Too late! Janos's torch touched down and fire came racing in a blue-glaring blaze! Searing heat gouted up in a whooshing tongue of shimmering flame, roaring into the chimney overhead. Liquid fire singed the hair from Harry's head and face and set his clothes ablaze.
Leaping erect, he cavorted like a human torch!
Until yet again--perhaps mercifully this time--he felt himself snatched a little way into the future ...
... To where he stood in antique ruins as dark as night, yet clear as daylight to him! For while he was scarcely aware of it, the Necroscope was a changeling now; an alien Thing was inside him.
He waited warily, patiently in the ruins of Castle Ferenczy; waited there with ... with a dead man! With the resurrected Thracian warrior, Bodrogk.

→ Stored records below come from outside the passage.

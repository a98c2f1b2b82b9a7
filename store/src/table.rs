//! Hash-partitioned key/value table.

use std::collections::HashMap;
use std::hash::{DefaultHasher, Hash, Hasher};
use std::sync::{PoisonError, RwLock};

/// A keyed table split into a fixed number of shards.
///
/// `get`/`put`/`update` address exactly one shard, chosen by key hash, so
/// contention is bounded by the shard count and unrelated keys never block
/// each other. Values are cloned out on read; each key holds exactly one
/// current value, replaced atomically on update.
#[derive(Debug)]
pub struct StateTable<K, V> {
    name: &'static str,
    shards: Vec<RwLock<HashMap<K, V>>>,
}

impl<K, V> StateTable<K, V>
where
    K: Hash + Eq + Clone,
    V: Clone,
{
    /// Create a table with `partitions` shards.
    ///
    /// # Panics
    ///
    /// Panics if `partitions` is 0.
    #[must_use]
    pub fn new(name: &'static str, partitions: usize) -> Self {
        assert!(partitions > 0, "partitions must be greater than 0");
        let shards = (0..partitions).map(|_| RwLock::new(HashMap::new())).collect();
        Self { name, shards }
    }

    /// Table name, used in logs.
    #[must_use]
    pub const fn name(&self) -> &'static str {
        self.name
    }

    /// Number of shards.
    #[must_use]
    pub fn partitions(&self) -> usize {
        self.shards.len()
    }

    fn shard(&self, key: &K) -> &RwLock<HashMap<K, V>> {
        let mut hasher = DefaultHasher::new();
        key.hash(&mut hasher);
        let index = (hasher.finish() as usize) % self.shards.len();
        &self.shards[index]
    }

    /// Look up the current value for a key.
    #[must_use]
    pub fn get(&self, key: &K) -> Option<V> {
        let guard = self
            .shard(key)
            .read()
            .unwrap_or_else(PoisonError::into_inner);
        guard.get(key).cloned()
    }

    /// Replace the value for a key.
    pub fn put(&self, key: K, value: V) {
        let mut guard = self
            .shard(&key)
            .write()
            .unwrap_or_else(PoisonError::into_inner);
        guard.insert(key, value);
    }

    /// Read-modify-write under a single write guard.
    ///
    /// Inserts `default()` if the key is absent, applies `apply` to the
    /// stored value in place, and returns a clone of the result. This is the
    /// primitive behind per-key counters (and the system-stats singleton):
    /// no concurrent increment can be lost because the whole cycle holds the
    /// shard's write lock.
    pub fn update<D, F>(&self, key: K, default: D, apply: F) -> V
    where
        D: FnOnce() -> V,
        F: FnOnce(&mut V),
    {
        let mut guard = self
            .shard(&key)
            .write()
            .unwrap_or_else(PoisonError::into_inner);
        let value = guard.entry(key).or_insert_with(default);
        apply(value);
        value.clone()
    }

    /// Whether a value exists for the key.
    #[must_use]
    pub fn contains(&self, key: &K) -> bool {
        let guard = self
            .shard(key)
            .read()
            .unwrap_or_else(PoisonError::into_inner);
        guard.contains_key(key)
    }

    /// Total number of keys across all shards.
    #[must_use]
    pub fn len(&self) -> usize {
        self.shards
            .iter()
            .map(|s| s.read().unwrap_or_else(PoisonError::into_inner).len())
            .sum()
    }

    /// Whether the table holds no keys.
    #[must_use]
    pub fn is_empty(&self) -> bool {
        self.len() == 0
    }
}

#[cfg(test)]
mod tests {
    #![allow(clippy::unwrap_used, clippy::expect_used, clippy::panic)] // Test code

    use super::*;
    use std::sync::Arc;

    #[test]
    fn put_then_get_round_trips() {
        let table: StateTable<i64, String> = StateTable::new("test", 4);
        table.put(1, "a".into());
        table.put(2, "b".into());

        assert_eq!(table.get(&1).as_deref(), Some("a"));
        assert_eq!(table.get(&2).as_deref(), Some("b"));
        assert_eq!(table.get(&3), None);
        assert_eq!(table.len(), 2);
    }

    #[test]
    fn update_inserts_default_then_mutates() {
        let table: StateTable<i64, u64> = StateTable::new("counters", 2);

        let first = table.update(7, || 0, |v| *v += 1);
        let second = table.update(7, || 0, |v| *v += 1);

        assert_eq!(first, 1);
        assert_eq!(second, 2);
        assert_eq!(table.get(&7), Some(2));
    }

    #[test]
    fn concurrent_updates_lose_no_increments() {
        let table: Arc<StateTable<&'static str, u64>> = Arc::new(StateTable::new("global", 1));
        let mut handles = Vec::new();

        for _ in 0..8 {
            let table = Arc::clone(&table);
            handles.push(std::thread::spawn(move || {
                for _ in 0..1000 {
                    table.update("total", || 0, |v| *v += 1);
                }
            }));
        }
        for handle in handles {
            handle.join().expect("worker thread panicked");
        }

        assert_eq!(table.get(&"total"), Some(8000));
    }

    #[test]
    #[should_panic(expected = "partitions must be greater than 0")]
    fn zero_partitions_is_rejected() {
        let _ = StateTable::<i64, u64>::new("bad", 0);
    }
}
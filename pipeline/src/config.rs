//! Pipeline tuning and service environment configuration.

use std::time::Duration;

/// Tuning knobs for the processing pipeline.
#[derive(Debug, Clone)]
pub struct PipelineConfig {
    /// Proximity radius for the spatial lookup, meters.
    pub proximity_radius_m: f64,
    /// Minimum event-time gap between notifications for one (user, shop)
    /// pair.
    pub notification_cooldown: Duration,
    /// Workers in the location pool.
    pub location_workers: usize,
    /// Workers in the notification pool.
    pub notification_workers: usize,
    /// Capacity of each worker's input channel.
    pub channel_buffer: usize,
    /// TTL for cached generated messages.
    pub message_cache_ttl: Duration,
}

impl Default for PipelineConfig {
    fn default() -> Self {
        Self {
            proximity_radius_m: 200.0,
            notification_cooldown: Duration::from_secs(30 * 60),
            location_workers: 4,
            notification_workers: 4,
            channel_buffer: 256,
            message_cache_ttl: Duration::from_secs(24 * 60 * 60),
        }
    }
}

/// Deployment endpoints, read from the environment by the service binary.
#[derive(Debug, Clone)]
pub struct ServiceConfig {
    /// Kafka bootstrap servers.
    pub kafka_brokers: String,
    /// Consumer group shared by pipeline instances.
    pub consumer_group: String,
    /// Postgres connection string (PostGIS shops table + analytics rows).
    pub database_url: String,
    /// Redis URL for the shared message cache; `None` falls back to the
    /// in-process cache.
    pub redis_url: Option<String>,
    /// Endpoint of the message generation service.
    pub generator_url: String,
    /// Listen address for the Prometheus exporter.
    pub metrics_addr: String,
}

impl ServiceConfig {
    /// Read the configuration from environment variables.
    ///
    /// `DATABASE_URL` is required; everything else has a local-deployment
    /// default.
    ///
    /// # Errors
    ///
    /// Returns an error if `DATABASE_URL` is unset.
    pub fn from_env() -> anyhow::Result<Self> {
        let database_url = std::env::var("DATABASE_URL")
            .map_err(|_| anyhow::anyhow!("DATABASE_URL must be set"))?;

        Ok(Self {
            kafka_brokers: env_or("KAFKA_BROKERS", "localhost:9092"),
            consumer_group: env_or("KAFKA_CONSUMER_GROUP", "nearcast-pipeline"),
            database_url,
            redis_url: std::env::var("REDIS_URL").ok(),
            generator_url: env_or("GENERATOR_URL", "http://localhost:8001/generate"),
            metrics_addr: env_or("METRICS_ADDR", "0.0.0.0:9090"),
        })
    }
}

fn env_or(name: &str, default: &str) -> String {
    std::env::var(name).unwrap_or_else(|_| default.to_string())
}
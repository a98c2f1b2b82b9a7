//! In-memory fakes for the environment traits.

use nearcast_core::bus::{BusError, EventBus, EventStream, WireEvent};
use nearcast_core::environment::{
    AnalyticsSink, GeneratedReply, GeneratorRequest, MessageGenerator, NearbyShop, SpatialIndex,
};
use nearcast_core::error::{GeneratorError, SinkError, SpatialError};
use nearcast_core::events::NotificationEvent;
use std::collections::{HashMap, VecDeque};
use std::future::Future;
use std::pin::Pin;
use std::sync::atomic::{AtomicBool, AtomicUsize, Ordering};
use std::sync::{Mutex, PoisonError};
use tokio::sync::mpsc;

/// In-process event bus that records every publish.
///
/// Subscriptions receive events published after the subscribe call, like a
/// consumer group starting at the latest offset.
#[derive(Default)]
pub struct InMemoryEventBus {
    topics: Mutex<HashMap<String, TopicState>>,
}

#[derive(Default)]
struct TopicState {
    published: Vec<WireEvent>,
    subscribers: Vec<mpsc::UnboundedSender<Result<WireEvent, BusError>>>,
}

impl InMemoryEventBus {
    /// Create an empty bus.
    #[must_use]
    pub fn new() -> Self {
        Self::default()
    }

    /// Everything published to `topic`, in publish order.
    #[must_use]
    pub fn published(&self, topic: &str) -> Vec<WireEvent> {
        let topics = self
            .topics
            .lock()
            .unwrap_or_else(PoisonError::into_inner);
        topics
            .get(topic)
            .map(|state| state.published.clone())
            .unwrap_or_default()
    }

    /// Number of events published to `topic`.
    #[must_use]
    pub fn published_count(&self, topic: &str) -> usize {
        let topics = self
            .topics
            .lock()
            .unwrap_or_else(PoisonError::into_inner);
        topics.get(topic).map_or(0, |state| state.published.len())
    }
}

impl EventBus for InMemoryEventBus {
    fn publish(
        &self,
        topic: &str,
        event: &WireEvent,
    ) -> Pin<Box<dyn Future<Output = Result<(), BusError>> + Send + '_>> {
        let topic = topic.to_string();
        let event = event.clone();
        Box::pin(async move {
            let mut topics = self
                .topics
                .lock()
                .unwrap_or_else(PoisonError::into_inner);
            let state = topics.entry(topic).or_default();
            state.published.push(event.clone());
            state
                .subscribers
                .retain(|tx| tx.send(Ok(event.clone())).is_ok());
            Ok(())
        })
    }

    fn subscribe(
        &self,
        topics: &[&str],
    ) -> Pin<Box<dyn Future<Output = Result<EventStream, BusError>> + Send + '_>> {
        let topics: Vec<String> = topics.iter().map(|s| (*s).to_string()).collect();
        Box::pin(async move {
            let (tx, mut rx) = mpsc::unbounded_channel();
            {
                let mut map = self
                    .topics
                    .lock()
                    .unwrap_or_else(PoisonError::into_inner);
                for topic in topics {
                    map.entry(topic).or_default().subscribers.push(tx.clone());
                }
            }

            let stream = async_stream::stream! {
                while let Some(result) = rx.recv().await {
                    yield result;
                }
            };
            Ok(Box::pin(stream) as EventStream)
        })
    }
}

/// Spatial index answering from a fixed shop list.
///
/// Honors the real contract: results are filtered by radius, sorted by
/// ascending distance and capped at 10. Can be switched into failure mode to
/// exercise the degraded path.
pub struct StaticSpatialIndex {
    shops: Vec<NearbyShop>,
    failing: AtomicBool,
    lookups: AtomicUsize,
}

impl StaticSpatialIndex {
    /// Create an index serving `shops`.
    #[must_use]
    pub fn new(shops: Vec<NearbyShop>) -> Self {
        Self {
            shops,
            failing: AtomicBool::new(false),
            lookups: AtomicUsize::new(0),
        }
    }

    /// Make every subsequent lookup fail (or succeed again).
    pub fn set_failing(&self, failing: bool) {
        self.failing.store(failing, Ordering::SeqCst);
    }

    /// Number of lookups served, including failed ones.
    #[must_use]
    pub fn lookups(&self) -> usize {
        self.lookups.load(Ordering::SeqCst)
    }
}

impl SpatialIndex for StaticSpatialIndex {
    fn find_nearby(
        &self,
        _latitude: f64,
        _longitude: f64,
        radius_m: f64,
    ) -> Pin<Box<dyn Future<Output = Result<Vec<NearbyShop>, SpatialError>> + Send + '_>> {
        Box::pin(async move {
            self.lookups.fetch_add(1, Ordering::SeqCst);
            if self.failing.load(Ordering::SeqCst) {
                return Err(SpatialError::Lookup("index unavailable".into()));
            }
            let mut shops: Vec<NearbyShop> = self
                .shops
                .iter()
                .filter(|shop| shop.distance <= radius_m)
                .cloned()
                .collect();
            shops.sort_by(|a, b| a.distance.total_cmp(&b.distance));
            shops.truncate(10);
            Ok(shops)
        })
    }
}

/// Generator answering from a scripted reply queue.
///
/// Each call pops the next reply; an exhausted script fails the call, which
/// drives the caller onto the fallback path.
#[derive(Default)]
pub struct ScriptedGenerator {
    replies: Mutex<VecDeque<Result<String, String>>>,
    calls: AtomicUsize,
}

impl ScriptedGenerator {
    /// Create a generator with an empty script (every call fails).
    #[must_use]
    pub fn new() -> Self {
        Self::default()
    }

    /// Queue a successful reply.
    pub fn push_reply(&self, message: impl Into<String>) {
        self.replies
            .lock()
            .unwrap_or_else(PoisonError::into_inner)
            .push_back(Ok(message.into()));
    }

    /// Queue a failure.
    pub fn push_failure(&self, reason: impl Into<String>) {
        self.replies
            .lock()
            .unwrap_or_else(PoisonError::into_inner)
            .push_back(Err(reason.into()));
    }

    /// Number of generation calls received.
    #[must_use]
    pub fn calls(&self) -> usize {
        self.calls.load(Ordering::SeqCst)
    }
}

impl MessageGenerator for ScriptedGenerator {
    fn generate(
        &self,
        _request: &GeneratorRequest,
    ) -> Pin<Box<dyn Future<Output = Result<GeneratedReply, GeneratorError>> + Send + '_>> {
        Box::pin(async move {
            self.calls.fetch_add(1, Ordering::SeqCst);
            let next = self
                .replies
                .lock()
                .unwrap_or_else(PoisonError::into_inner)
                .pop_front();
            match next {
                Some(Ok(message)) => Ok(GeneratedReply {
                    message,
                    cached: false,
                }),
                Some(Err(reason)) => Err(GeneratorError::RequestFailed(reason)),
                None => Err(GeneratorError::RequestFailed("script exhausted".into())),
            }
        })
    }
}

/// Analytics sink capturing every stored notification.
#[derive(Default)]
pub struct CapturingSink {
    stored: Mutex<Vec<NotificationEvent>>,
    failing: AtomicBool,
}

impl CapturingSink {
    /// Create an empty sink.
    #[must_use]
    pub fn new() -> Self {
        Self::default()
    }

    /// Make every subsequent write fail (or succeed again).
    pub fn set_failing(&self, failing: bool) {
        self.failing.store(failing, Ordering::SeqCst);
    }

    /// Everything stored so far, in write order.
    #[must_use]
    pub fn stored(&self) -> Vec<NotificationEvent> {
        self.stored
            .lock()
            .unwrap_or_else(PoisonError::into_inner)
            .clone()
    }
}

impl AnalyticsSink for CapturingSink {
    fn store_notification(
        &self,
        event: &NotificationEvent,
    ) -> Pin<Box<dyn Future<Output = Result<(), SinkError>> + Send + '_>> {
        let event = event.clone();
        Box::pin(async move {
            if self.failing.load(Ordering::SeqCst) {
                return Err(SinkError::Write("sink unavailable".into()));
            }
            self.stored
                .lock()
                .unwrap_or_else(PoisonError::into_inner)
                .push(event);
            Ok(())
        })
    }
}
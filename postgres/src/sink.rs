//! Durable persistence of notification records.

use nearcast_core::environment::AnalyticsSink;
use nearcast_core::error::SinkError;
use nearcast_core::events::NotificationEvent;
use sqlx::PgPool;
use std::future::Future;
use std::pin::Pin;

/// Analytics sink writing one `user_events` row per sent notification.
///
/// Writes are append-only and fire-and-forget at the pipeline level: a
/// failed insert surfaces as [`SinkError::Write`], which the caller counts
/// and drops. Rows feed the reporting dashboard's read path.
pub struct PostgresAnalyticsSink {
    pool: PgPool,
}

impl PostgresAnalyticsSink {
    /// Create a sink over the given connection pool.
    #[must_use]
    pub const fn new(pool: PgPool) -> Self {
        Self { pool }
    }
}

/// Numeric row key for a notification.
///
/// The string event id ends in the triggering unix timestamp; that suffix is
/// the row key. Falls back to the event's own timestamp if the id was minted
/// by a producer with a different shape.
fn numeric_event_id(event: &NotificationEvent) -> i64 {
    event
        .event_id
        .rsplit('_')
        .next()
        .and_then(|suffix| suffix.parse::<i64>().ok())
        .unwrap_or_else(|| event.timestamp.timestamp())
}

impl AnalyticsSink for PostgresAnalyticsSink {
    fn store_notification(
        &self,
        event: &NotificationEvent,
    ) -> Pin<Box<dyn Future<Output = Result<(), SinkError>> + Send + '_>> {
        let event = event.clone();
        Box::pin(async move {
            sqlx::query(
                r"
                INSERT INTO user_events
                    (event_id, event_time, user_id, latitude, longitude,
                     poi_range, poi_name, poi_info)
                VALUES ($1, $2, $3, $4, $5, $6, $7, $8)
                ",
            )
            .bind(numeric_event_id(&event))
            .bind(event.timestamp)
            .bind(event.user_id)
            .bind(event.latitude)
            .bind(event.longitude)
            .bind(event.distance)
            .bind(&event.shop_name)
            .bind(&event.message)
            .execute(&self.pool)
            .await
            .map_err(|e| SinkError::Write(e.to_string()))?;

            tracing::debug!(
                event_id = %event.event_id,
                user_id = event.user_id,
                shop = %event.shop_name,
                "notification persisted"
            );

            metrics::counter!("analytics.rows_written").increment(1);

            Ok(())
        })
    }
}

#[cfg(test)]
mod tests {
    #![allow(clippy::unwrap_used, clippy::expect_used, clippy::panic)] // Test code

    use super::*;
    use chrono::{TimeZone, Utc};

    fn event(event_id: &str) -> NotificationEvent {
        let ts = Utc.with_ymd_and_hms(2024, 6, 1, 12, 0, 0).unwrap();
        NotificationEvent {
            event_id: event_id.to_string(),
            user_id: 42,
            shop_id: 7,
            shop_name: "Café Milano".into(),
            shop_category: "bar".into(),
            message: "hello".into(),
            distance: 50.0,
            latitude: 45.4642,
            longitude: 9.19,
            timestamp: ts,
            from_cache: false,
            generation_time_ms: None,
        }
    }

    #[test]
    fn row_key_is_the_timestamp_suffix() {
        assert_eq!(numeric_event_id(&event("42_7_1717243200")), 1_717_243_200);
    }

    #[test]
    fn row_key_falls_back_to_event_time() {
        let e = event("not-a-derived-id");
        assert_eq!(numeric_event_id(&e), e.timestamp.timestamp());
    }
}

Briefly, momentarily, flickeringly, Harry knew why they were here. His precognition told him that much, at least. And in a little while two women came up from below. One was Sofia, Bodrogk's wife of centuries, who flew into her husband's arms. Both Sofia and Bodrogk were dead; they had been called up from their ashes. But they were not as dead as the other woman! She was Sandra and was or had been Harry's woman--and later Janos Ferenczy's! The difference now was all too obvious.
For Sandra came ghosting in the way of vampire thralls, her yellow eyes alive in the night. But Harry knew in his way that she was less than Sandra now. Or more. Once she had loved, or lusted after him, for himself; now she would lust after all men--for their blood!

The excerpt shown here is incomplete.